Brief: If a line holds the word "message", copy it from the entries.

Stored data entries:
.....
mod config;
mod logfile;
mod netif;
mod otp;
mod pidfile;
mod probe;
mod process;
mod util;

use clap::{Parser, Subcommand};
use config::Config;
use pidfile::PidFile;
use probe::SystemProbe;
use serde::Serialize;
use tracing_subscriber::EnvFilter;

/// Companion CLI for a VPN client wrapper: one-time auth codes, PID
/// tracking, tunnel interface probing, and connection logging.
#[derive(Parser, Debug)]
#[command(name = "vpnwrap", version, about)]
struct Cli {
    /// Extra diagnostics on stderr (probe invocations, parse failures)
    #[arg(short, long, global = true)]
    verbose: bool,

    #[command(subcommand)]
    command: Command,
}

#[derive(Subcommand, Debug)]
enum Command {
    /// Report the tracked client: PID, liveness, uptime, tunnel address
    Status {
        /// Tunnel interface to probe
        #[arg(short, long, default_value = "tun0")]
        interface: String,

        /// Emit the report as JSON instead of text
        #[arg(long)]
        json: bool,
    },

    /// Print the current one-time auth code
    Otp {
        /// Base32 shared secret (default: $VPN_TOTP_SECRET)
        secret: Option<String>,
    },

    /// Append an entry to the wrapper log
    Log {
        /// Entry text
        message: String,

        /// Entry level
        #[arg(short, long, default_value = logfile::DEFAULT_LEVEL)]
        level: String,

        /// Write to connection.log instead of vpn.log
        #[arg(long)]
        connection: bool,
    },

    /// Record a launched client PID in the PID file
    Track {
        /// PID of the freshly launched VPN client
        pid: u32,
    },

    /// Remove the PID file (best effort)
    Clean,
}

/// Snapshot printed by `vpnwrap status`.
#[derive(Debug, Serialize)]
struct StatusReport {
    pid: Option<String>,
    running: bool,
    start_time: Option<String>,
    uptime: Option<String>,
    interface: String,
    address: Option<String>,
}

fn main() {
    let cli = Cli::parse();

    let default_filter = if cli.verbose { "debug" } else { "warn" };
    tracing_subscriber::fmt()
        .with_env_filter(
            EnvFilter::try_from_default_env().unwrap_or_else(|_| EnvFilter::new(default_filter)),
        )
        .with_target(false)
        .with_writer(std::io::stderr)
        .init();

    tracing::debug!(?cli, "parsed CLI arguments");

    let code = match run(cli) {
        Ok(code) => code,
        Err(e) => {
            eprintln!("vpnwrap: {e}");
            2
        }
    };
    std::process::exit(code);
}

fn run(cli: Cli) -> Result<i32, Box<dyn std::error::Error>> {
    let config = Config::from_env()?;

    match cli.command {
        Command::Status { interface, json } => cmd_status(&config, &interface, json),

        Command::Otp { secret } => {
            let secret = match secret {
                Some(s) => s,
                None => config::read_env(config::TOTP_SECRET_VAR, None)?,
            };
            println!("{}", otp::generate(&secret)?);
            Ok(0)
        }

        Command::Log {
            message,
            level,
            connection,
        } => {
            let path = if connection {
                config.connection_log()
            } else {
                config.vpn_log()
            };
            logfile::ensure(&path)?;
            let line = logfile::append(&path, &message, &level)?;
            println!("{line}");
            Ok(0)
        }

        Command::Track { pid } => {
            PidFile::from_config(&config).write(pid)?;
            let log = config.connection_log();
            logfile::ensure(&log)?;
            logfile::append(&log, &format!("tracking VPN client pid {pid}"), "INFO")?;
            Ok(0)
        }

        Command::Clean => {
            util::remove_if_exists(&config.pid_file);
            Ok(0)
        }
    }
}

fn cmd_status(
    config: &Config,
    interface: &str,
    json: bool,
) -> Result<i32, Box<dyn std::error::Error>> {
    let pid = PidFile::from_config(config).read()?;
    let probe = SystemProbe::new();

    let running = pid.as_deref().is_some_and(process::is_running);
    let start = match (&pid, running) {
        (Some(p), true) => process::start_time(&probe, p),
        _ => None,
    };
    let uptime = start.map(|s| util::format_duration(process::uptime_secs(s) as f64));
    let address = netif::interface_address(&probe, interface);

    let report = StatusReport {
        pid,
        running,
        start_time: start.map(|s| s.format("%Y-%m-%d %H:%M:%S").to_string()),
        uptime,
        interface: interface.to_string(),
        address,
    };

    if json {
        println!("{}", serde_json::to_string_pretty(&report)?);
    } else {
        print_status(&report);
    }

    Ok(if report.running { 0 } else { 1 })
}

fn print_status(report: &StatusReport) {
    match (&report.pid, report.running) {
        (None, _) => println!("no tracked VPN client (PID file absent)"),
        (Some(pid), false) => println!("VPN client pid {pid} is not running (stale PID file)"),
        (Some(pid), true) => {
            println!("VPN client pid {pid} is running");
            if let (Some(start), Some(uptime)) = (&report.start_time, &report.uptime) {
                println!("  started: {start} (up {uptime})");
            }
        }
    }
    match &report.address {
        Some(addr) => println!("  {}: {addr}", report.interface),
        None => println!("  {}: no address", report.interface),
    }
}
.....
Your response:
        message: String,
            message,
            let line = logfile::append(&path, &message, &level)?;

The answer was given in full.